Required work:
The required result is every line of the records that includes "changed".

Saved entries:
________________________________________

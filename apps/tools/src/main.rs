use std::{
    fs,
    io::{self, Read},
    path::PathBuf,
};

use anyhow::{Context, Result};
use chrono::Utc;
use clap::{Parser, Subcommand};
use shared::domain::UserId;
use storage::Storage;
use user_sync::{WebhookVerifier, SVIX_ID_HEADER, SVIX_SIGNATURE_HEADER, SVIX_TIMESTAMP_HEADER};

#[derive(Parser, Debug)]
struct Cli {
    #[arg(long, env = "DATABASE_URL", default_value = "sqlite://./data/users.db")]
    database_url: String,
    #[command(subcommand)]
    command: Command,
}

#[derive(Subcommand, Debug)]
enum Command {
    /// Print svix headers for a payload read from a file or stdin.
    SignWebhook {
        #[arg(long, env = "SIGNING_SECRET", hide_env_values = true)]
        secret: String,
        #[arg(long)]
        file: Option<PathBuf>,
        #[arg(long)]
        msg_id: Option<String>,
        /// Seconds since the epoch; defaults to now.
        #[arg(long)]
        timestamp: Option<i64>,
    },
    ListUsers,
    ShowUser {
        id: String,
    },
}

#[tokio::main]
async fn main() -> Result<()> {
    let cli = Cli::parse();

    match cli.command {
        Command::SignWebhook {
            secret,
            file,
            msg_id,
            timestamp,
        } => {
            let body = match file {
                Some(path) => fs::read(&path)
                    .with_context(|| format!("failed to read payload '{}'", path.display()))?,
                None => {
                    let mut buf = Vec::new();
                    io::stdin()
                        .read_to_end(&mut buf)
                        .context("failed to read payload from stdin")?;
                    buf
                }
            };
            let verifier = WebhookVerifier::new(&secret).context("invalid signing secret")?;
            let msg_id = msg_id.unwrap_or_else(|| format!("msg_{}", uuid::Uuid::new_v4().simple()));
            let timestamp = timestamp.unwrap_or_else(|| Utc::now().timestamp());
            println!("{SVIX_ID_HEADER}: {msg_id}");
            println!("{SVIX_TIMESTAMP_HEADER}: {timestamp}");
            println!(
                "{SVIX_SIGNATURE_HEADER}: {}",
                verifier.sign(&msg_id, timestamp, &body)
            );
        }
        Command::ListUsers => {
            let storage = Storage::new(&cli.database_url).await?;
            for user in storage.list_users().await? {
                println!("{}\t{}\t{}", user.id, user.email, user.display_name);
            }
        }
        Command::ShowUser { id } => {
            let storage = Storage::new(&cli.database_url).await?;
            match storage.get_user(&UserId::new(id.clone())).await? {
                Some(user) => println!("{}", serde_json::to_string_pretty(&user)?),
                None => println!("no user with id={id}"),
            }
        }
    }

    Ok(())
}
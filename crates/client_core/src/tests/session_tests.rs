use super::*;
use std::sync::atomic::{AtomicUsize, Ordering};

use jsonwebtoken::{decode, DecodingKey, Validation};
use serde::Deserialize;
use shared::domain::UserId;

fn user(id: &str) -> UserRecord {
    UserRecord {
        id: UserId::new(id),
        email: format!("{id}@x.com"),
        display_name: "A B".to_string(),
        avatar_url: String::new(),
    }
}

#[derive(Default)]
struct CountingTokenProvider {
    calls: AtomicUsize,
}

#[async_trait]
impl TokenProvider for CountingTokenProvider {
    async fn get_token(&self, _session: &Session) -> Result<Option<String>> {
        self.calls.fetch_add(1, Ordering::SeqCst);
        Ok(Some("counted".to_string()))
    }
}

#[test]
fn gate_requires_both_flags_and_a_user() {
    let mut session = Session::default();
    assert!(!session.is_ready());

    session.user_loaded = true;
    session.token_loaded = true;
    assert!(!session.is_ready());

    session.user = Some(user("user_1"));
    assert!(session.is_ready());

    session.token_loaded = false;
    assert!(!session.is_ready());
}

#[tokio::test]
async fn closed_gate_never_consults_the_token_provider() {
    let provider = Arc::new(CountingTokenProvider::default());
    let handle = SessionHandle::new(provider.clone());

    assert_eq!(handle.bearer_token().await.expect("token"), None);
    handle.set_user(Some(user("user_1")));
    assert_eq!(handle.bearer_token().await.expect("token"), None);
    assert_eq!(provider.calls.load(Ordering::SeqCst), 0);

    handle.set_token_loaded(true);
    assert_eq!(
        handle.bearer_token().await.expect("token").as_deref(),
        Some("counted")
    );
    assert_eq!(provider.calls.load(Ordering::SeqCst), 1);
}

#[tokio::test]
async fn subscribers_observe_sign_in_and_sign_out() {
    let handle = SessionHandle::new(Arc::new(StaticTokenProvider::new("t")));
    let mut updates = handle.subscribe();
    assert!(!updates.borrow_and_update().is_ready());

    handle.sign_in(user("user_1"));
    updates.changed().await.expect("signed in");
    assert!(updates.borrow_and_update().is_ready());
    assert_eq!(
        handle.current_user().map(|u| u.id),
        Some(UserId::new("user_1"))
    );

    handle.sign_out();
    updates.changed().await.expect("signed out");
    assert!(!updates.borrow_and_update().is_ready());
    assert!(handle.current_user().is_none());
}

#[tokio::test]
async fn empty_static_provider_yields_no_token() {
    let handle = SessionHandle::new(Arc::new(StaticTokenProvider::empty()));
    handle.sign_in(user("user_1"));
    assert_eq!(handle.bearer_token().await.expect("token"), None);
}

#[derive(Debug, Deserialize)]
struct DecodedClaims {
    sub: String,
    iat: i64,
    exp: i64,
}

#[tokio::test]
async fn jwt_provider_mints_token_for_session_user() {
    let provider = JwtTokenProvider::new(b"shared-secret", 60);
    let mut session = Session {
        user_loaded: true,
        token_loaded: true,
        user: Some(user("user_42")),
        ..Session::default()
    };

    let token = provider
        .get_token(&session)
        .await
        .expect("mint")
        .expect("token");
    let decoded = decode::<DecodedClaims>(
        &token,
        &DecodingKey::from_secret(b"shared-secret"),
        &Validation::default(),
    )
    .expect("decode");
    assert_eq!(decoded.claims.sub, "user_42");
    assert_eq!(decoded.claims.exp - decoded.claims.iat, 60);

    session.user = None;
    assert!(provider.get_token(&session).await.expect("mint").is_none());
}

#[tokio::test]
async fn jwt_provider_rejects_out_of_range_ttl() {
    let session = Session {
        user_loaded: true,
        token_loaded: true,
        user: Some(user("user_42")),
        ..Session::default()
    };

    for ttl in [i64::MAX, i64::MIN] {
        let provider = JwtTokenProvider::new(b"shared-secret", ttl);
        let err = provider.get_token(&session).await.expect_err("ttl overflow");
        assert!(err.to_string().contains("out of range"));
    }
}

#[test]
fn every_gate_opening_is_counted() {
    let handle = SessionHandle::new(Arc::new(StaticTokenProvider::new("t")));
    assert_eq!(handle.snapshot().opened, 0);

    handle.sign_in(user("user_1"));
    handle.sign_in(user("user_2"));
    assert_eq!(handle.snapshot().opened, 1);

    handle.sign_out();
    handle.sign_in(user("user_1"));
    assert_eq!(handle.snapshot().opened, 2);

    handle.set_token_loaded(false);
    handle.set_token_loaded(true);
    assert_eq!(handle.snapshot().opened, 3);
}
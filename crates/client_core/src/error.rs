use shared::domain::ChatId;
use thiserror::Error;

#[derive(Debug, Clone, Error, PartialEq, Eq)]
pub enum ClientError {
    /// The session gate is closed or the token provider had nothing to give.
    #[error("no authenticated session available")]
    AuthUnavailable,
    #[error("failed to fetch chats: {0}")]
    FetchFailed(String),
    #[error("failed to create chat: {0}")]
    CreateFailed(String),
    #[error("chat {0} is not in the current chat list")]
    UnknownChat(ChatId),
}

________________________________________

Task response:
    updates.changed().await.expect("signed in");
    updates.changed().await.expect("signed out");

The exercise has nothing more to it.